Earlier this week, University of Johannesburg vice-chancellor Ihron Rensburg said some institutions in Gauteng were spending between R1.5m and R2m a month on additional security, which was not sustainable. He spoke as vice-chancellors of universities in Gauteng appealed to students to respect the rights of others to access at the universities and to desist from violent and disruptive protests.

On Wednesday, Mr Nzimande also met with representatives from the National Student Financial Aid Scheme (NSFAS), whose chairman Sizwe Nxasana said the proposed new funding model would go beyond the "crude" means test the scheme uses. The model would focus not only on the "missing middle", but on all the students who qualified for NSFAS, he said. The "missing middle" of students are those whose family income is too high for them to qualify for state financial aid, but too low for the students to afford fees. Mr Nxasana said the idea was that a new model would be rolled out across SA’s universities in 2018.

Protests by students under the #FeesMustFall banner took hold across university campuses at the end of last year.

Many of the protests turned violent as students attacked and set fire to university property at the universities of Johannesburg, Wits, Rhodes, Cape Town, Fort Hare, KwaZulu-Natal, Venda, and at the Tshwane University of Technology.

The property damaged by protesting University of the Western Cape students included a cafeteria and residence hall that were torched.
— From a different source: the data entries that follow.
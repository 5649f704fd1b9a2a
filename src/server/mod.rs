//! TCP front end: one task per connection, all sharing one `JobManager`.

pub mod connection;
pub mod peer;

pub use connection::{handle_connection, Session};
pub use peer::{NetworkClient, NetworkWorker, Outbound};

use std::net::SocketAddr;
use std::sync::atomic::{AtomicU64, Ordering};
use std::sync::Arc;

use tokio::net::TcpListener;
use tokio_util::sync::CancellationToken;

use crate::error::Result;
use crate::scheduler::JobManager;

pub struct GearmanServer {
    addr: SocketAddr,
    manager: Arc<JobManager>,
}

impl GearmanServer {
    pub fn new(addr: SocketAddr, manager: Arc<JobManager>) -> Self {
        Self { addr, manager }
    }

    pub async fn run(self, shutdown: CancellationToken) -> Result<()> {
        let listener = TcpListener::bind(self.addr).await?;
        run(listener, self.manager, shutdown).await
    }
}

/// Accept connections until `shutdown` fires.
pub async fn run(
    listener: TcpListener,
    manager: Arc<JobManager>,
    shutdown: CancellationToken,
) -> Result<()> {
    let next_id = AtomicU64::new(1);
    tracing::info!(addr = %listener.local_addr()?, "Starting Gearman server");

    loop {
        let accepted = tokio::select! {
            _ = shutdown.cancelled() => {
                tracing::info!("Gearman server shutting down");
                return Ok(());
            }
            accepted = listener.accept() => accepted,
        };

        match accepted {
            Ok((stream, peer)) => {
                if let Err(e) = stream.set_nodelay(true) {
                    tracing::debug!(peer = %peer, error = %e, "Failed to set TCP_NODELAY");
                }
                let id = next_id.fetch_add(1, Ordering::Relaxed);
                tracing::debug!(connection = id, peer = %peer, "Accepted connection");
                tokio::spawn(handle_connection(
                    id,
                    stream,
                    peer,
                    manager.clone(),
                    shutdown.clone(),
                ));
            }
            Err(e) => {
                tracing::warn!(error = %e, "Failed to accept connection");
            }
        }
    }
}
The damage is almost double the amount the university estimated in November, when it expected to fork out between R10m and R12m for repairs.

No damage estimates were available from Wits University, whose students were credited with getting the #FeesMustFall campaign under way.

State-owned insurance company Sasria said on Wednesday it had received nearly 100 claims, worth a total of more than R22m, resulting from the #FeesMustFall protests.